Extracted records
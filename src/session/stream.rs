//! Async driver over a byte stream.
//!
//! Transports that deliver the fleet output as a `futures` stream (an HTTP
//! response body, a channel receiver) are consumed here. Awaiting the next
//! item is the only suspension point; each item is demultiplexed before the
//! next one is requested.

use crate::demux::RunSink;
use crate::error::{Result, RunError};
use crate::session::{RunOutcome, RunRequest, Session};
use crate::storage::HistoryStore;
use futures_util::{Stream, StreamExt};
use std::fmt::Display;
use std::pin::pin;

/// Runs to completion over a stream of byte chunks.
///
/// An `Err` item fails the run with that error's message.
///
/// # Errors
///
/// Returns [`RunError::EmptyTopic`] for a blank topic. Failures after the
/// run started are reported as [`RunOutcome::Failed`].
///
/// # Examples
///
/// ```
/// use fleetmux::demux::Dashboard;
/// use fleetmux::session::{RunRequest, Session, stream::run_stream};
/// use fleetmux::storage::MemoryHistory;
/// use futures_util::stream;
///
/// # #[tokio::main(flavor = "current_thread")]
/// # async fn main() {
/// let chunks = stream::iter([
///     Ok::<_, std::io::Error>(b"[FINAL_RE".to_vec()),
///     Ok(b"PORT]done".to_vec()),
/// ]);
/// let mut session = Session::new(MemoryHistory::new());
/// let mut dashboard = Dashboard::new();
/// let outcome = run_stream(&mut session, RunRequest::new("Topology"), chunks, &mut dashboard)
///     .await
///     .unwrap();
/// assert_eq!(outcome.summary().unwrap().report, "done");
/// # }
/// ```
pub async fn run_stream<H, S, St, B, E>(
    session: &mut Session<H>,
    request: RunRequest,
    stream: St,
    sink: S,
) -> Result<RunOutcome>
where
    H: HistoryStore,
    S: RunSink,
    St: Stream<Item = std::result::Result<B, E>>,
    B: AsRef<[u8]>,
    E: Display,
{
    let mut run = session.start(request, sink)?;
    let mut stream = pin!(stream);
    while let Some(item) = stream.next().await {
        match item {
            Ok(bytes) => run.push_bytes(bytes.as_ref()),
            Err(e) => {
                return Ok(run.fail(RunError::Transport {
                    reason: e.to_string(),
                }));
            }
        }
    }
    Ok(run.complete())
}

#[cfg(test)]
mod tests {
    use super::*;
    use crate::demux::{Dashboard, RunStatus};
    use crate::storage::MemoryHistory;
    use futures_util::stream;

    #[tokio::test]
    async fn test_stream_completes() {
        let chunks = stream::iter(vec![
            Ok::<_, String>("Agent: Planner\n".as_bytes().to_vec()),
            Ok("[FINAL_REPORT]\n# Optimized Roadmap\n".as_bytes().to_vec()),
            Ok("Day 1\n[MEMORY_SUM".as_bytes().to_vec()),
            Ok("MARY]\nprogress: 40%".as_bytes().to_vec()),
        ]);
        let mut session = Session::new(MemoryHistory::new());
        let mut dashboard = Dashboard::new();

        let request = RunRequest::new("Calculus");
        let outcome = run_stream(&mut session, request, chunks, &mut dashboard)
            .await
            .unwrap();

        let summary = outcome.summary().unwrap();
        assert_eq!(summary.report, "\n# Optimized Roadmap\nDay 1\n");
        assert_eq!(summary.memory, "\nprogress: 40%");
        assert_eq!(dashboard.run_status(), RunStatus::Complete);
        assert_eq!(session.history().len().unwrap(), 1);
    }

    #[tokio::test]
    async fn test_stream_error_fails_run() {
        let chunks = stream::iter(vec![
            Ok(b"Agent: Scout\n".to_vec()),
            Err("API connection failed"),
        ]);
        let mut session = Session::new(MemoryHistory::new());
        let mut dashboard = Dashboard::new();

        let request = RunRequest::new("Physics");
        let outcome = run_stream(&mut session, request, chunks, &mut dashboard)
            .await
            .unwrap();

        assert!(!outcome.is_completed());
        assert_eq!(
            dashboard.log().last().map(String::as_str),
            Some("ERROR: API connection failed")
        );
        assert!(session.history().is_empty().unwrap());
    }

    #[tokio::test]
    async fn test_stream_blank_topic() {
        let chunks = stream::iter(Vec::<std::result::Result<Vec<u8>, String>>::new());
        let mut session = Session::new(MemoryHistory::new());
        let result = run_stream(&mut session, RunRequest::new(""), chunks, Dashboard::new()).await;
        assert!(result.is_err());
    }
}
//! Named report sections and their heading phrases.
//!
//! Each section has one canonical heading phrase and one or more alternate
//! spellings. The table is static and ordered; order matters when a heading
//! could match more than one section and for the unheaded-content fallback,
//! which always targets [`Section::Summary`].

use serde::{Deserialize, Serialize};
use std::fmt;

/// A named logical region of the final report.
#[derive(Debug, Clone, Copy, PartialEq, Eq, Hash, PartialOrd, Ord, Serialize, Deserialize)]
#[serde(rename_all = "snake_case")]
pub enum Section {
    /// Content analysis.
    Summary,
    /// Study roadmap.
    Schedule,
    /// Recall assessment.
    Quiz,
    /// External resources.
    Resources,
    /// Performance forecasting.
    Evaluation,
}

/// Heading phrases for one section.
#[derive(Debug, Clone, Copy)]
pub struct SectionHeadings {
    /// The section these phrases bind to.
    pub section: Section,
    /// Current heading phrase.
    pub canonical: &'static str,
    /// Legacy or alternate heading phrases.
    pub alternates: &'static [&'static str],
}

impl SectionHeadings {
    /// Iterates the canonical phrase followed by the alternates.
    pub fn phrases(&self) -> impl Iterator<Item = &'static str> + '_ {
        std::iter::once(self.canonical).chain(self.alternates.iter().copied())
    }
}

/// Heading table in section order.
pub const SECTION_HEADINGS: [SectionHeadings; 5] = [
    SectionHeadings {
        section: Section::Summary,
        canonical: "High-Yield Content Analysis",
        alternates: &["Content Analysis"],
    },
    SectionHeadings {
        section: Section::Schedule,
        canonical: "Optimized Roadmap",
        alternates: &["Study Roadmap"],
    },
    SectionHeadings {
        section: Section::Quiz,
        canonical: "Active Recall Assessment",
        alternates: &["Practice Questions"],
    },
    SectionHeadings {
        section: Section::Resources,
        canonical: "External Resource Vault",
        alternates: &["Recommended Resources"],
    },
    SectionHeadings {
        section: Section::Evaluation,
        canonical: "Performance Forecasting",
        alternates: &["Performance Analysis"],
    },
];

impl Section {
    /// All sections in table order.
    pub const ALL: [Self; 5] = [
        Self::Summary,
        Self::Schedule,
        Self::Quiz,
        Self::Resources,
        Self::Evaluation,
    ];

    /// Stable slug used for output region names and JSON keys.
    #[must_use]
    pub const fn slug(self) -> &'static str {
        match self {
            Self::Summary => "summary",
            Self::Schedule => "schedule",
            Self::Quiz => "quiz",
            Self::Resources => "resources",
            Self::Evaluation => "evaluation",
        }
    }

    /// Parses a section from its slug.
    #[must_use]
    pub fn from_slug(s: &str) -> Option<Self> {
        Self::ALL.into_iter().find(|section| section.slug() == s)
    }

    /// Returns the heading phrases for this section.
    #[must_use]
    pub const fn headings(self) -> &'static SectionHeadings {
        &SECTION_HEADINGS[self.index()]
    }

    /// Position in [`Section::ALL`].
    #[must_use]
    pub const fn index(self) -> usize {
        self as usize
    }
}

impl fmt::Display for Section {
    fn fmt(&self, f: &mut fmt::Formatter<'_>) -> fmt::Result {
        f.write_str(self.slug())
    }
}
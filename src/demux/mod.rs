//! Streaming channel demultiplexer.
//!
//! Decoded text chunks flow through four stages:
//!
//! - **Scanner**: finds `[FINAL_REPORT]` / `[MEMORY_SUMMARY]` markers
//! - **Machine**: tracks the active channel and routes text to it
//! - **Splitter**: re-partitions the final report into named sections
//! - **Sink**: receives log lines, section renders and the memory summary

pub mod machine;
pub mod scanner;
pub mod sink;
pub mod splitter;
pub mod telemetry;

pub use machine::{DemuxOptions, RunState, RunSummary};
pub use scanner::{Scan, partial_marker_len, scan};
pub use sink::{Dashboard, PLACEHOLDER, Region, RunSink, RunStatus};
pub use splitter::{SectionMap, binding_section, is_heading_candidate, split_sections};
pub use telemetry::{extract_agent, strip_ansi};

Work required
Each line above that has the word "done" must be copied.

Result of this exercise
///     Ok(b"PORT]done".to_vec()),
/// assert_eq!(outcome.summary().unwrap().report, "done");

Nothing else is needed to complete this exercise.